> [Recorded data]
###

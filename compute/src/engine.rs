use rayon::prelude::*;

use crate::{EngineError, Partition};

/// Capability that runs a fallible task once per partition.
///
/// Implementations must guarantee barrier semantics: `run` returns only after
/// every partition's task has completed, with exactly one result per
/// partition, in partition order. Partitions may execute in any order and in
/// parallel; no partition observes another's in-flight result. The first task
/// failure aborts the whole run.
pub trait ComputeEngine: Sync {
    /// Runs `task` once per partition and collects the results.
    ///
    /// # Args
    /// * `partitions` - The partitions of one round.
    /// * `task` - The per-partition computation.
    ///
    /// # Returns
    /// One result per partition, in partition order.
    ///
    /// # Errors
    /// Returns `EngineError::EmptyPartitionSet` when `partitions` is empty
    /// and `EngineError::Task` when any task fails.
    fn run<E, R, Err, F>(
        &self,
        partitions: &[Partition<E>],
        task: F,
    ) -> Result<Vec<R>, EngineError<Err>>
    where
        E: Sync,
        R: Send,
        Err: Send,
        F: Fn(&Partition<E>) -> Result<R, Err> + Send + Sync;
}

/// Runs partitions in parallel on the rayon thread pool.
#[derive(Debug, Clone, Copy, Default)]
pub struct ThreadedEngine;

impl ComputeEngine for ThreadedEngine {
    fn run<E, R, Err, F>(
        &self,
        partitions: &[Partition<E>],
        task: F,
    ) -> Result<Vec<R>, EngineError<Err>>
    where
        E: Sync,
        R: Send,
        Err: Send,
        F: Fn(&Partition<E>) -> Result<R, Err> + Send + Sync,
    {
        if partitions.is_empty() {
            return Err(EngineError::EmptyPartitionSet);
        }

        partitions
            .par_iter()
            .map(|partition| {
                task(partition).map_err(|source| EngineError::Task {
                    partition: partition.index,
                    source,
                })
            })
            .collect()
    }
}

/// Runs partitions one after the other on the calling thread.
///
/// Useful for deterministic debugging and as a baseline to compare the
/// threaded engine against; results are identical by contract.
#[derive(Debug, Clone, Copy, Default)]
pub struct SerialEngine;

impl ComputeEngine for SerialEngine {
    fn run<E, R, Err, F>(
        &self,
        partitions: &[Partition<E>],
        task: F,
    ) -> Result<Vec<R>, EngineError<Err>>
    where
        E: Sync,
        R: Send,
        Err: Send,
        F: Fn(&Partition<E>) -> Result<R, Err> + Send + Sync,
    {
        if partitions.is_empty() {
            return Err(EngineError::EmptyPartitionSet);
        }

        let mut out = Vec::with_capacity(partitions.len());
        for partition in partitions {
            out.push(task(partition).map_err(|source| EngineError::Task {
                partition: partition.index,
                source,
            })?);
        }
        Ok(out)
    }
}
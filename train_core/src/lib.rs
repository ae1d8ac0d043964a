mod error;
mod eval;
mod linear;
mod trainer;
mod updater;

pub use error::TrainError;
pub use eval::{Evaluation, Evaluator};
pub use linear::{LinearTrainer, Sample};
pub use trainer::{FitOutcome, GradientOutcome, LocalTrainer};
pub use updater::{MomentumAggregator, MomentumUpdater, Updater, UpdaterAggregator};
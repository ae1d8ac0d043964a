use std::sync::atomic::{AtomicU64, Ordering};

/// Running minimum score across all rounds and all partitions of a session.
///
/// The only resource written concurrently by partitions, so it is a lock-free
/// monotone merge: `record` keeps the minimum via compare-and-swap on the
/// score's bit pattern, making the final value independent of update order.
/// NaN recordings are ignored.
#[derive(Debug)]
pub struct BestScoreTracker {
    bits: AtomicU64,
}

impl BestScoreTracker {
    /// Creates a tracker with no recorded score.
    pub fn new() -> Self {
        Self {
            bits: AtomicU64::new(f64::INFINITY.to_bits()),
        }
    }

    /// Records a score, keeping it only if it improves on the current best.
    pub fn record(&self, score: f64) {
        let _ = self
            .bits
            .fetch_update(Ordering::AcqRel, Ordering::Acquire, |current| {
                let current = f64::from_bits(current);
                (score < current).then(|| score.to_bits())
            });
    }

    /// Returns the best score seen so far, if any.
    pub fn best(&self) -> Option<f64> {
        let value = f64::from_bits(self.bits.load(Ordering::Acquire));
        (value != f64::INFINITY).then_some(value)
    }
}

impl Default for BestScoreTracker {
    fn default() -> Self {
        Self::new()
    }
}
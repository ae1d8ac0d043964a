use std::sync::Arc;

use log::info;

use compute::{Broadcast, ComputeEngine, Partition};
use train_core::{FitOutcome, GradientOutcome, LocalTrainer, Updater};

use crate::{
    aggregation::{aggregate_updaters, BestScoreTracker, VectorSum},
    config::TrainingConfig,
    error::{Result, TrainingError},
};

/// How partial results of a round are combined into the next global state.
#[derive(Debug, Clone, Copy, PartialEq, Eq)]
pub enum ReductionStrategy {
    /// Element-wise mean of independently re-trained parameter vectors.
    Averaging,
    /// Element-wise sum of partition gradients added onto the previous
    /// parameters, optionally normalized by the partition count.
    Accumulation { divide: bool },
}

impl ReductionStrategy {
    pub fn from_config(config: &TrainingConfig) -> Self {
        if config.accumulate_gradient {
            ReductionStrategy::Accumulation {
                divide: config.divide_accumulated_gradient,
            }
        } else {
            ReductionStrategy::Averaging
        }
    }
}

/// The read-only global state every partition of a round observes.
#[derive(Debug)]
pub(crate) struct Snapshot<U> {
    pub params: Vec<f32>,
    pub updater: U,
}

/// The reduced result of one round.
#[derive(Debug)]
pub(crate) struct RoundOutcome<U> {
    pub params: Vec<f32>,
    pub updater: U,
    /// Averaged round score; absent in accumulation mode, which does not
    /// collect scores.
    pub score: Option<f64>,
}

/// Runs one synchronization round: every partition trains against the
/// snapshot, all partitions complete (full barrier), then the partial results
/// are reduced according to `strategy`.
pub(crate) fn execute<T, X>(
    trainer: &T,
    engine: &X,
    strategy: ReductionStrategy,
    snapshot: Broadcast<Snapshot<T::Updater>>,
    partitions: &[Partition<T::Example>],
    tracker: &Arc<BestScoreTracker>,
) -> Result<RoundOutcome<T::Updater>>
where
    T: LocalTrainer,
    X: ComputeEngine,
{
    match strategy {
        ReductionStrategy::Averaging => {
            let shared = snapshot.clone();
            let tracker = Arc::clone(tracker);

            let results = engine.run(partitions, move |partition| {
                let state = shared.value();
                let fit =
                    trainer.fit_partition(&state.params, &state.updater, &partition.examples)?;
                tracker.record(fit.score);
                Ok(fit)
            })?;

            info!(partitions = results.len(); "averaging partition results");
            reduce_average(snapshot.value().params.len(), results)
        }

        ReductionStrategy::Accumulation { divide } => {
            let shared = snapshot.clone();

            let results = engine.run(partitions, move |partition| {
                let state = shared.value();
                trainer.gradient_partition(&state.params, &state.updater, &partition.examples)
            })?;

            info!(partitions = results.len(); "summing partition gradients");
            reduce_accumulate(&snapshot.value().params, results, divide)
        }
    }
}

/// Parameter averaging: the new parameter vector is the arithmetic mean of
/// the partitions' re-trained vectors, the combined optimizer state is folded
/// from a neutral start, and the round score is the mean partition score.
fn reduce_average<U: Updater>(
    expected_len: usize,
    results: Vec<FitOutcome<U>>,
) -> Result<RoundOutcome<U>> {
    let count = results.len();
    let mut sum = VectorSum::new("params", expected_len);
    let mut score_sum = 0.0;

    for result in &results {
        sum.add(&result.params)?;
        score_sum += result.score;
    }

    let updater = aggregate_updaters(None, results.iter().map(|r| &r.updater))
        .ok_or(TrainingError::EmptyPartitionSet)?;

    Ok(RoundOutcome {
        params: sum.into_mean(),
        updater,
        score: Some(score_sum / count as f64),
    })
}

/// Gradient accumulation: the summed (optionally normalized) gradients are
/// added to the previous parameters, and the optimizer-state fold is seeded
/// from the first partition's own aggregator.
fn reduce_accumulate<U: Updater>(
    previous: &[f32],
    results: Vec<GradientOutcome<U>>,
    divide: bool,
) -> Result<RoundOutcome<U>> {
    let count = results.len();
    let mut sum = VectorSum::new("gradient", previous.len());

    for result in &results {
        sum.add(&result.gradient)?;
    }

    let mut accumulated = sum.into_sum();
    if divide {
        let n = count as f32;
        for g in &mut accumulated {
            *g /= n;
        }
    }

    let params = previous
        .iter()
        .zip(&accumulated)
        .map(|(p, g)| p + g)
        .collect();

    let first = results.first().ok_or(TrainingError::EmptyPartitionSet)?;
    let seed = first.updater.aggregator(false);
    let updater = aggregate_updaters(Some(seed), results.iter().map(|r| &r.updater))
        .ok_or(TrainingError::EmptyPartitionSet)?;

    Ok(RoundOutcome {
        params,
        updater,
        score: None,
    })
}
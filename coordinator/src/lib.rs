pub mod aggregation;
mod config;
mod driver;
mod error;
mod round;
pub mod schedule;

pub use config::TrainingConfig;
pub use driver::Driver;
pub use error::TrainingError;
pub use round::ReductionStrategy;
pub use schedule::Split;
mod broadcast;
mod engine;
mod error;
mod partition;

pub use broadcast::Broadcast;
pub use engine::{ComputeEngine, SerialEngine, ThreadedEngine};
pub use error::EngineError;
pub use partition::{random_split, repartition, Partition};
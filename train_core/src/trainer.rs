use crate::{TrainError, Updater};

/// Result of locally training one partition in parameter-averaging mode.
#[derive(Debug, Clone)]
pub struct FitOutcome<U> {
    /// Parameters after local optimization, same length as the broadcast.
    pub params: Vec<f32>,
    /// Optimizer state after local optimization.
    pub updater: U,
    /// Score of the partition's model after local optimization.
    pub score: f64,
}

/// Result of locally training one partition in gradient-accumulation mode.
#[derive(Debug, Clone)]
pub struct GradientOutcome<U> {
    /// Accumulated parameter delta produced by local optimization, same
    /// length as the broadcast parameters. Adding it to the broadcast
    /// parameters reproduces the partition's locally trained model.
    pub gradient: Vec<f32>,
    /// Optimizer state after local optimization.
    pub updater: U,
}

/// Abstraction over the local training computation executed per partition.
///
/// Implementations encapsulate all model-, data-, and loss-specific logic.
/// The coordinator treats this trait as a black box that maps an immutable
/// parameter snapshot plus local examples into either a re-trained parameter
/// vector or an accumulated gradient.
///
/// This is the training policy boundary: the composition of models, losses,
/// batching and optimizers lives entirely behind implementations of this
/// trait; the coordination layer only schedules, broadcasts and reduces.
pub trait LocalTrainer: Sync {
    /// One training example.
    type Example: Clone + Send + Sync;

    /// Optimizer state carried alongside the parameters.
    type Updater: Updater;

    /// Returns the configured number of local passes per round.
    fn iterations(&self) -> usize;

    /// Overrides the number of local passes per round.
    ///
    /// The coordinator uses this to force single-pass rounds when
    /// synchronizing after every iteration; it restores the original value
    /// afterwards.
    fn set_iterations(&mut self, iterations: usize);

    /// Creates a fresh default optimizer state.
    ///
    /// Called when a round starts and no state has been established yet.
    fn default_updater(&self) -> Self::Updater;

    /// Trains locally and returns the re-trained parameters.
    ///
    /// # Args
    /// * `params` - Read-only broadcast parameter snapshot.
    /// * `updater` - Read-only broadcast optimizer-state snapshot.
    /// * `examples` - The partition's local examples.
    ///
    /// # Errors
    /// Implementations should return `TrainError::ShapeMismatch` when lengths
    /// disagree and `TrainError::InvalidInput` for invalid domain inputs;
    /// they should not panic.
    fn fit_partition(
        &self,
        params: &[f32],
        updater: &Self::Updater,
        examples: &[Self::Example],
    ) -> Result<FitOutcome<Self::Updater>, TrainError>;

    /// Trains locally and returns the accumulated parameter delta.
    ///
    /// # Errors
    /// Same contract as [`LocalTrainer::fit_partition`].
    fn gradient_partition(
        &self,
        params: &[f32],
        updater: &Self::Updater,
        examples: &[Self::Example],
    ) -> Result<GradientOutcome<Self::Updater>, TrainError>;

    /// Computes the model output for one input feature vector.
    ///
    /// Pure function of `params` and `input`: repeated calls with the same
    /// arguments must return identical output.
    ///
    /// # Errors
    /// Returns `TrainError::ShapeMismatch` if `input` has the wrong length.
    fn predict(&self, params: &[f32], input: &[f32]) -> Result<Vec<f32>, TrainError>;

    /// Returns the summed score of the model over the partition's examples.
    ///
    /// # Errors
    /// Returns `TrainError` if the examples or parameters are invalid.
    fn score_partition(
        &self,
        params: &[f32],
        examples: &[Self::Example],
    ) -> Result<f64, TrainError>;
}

###

> [Task statement] The answer must consist of each line from the data that includes the string "Creates".

> [Your solution]
    /// Creates a tracker with no recorded score.
    /// Creates a fresh default optimizer state.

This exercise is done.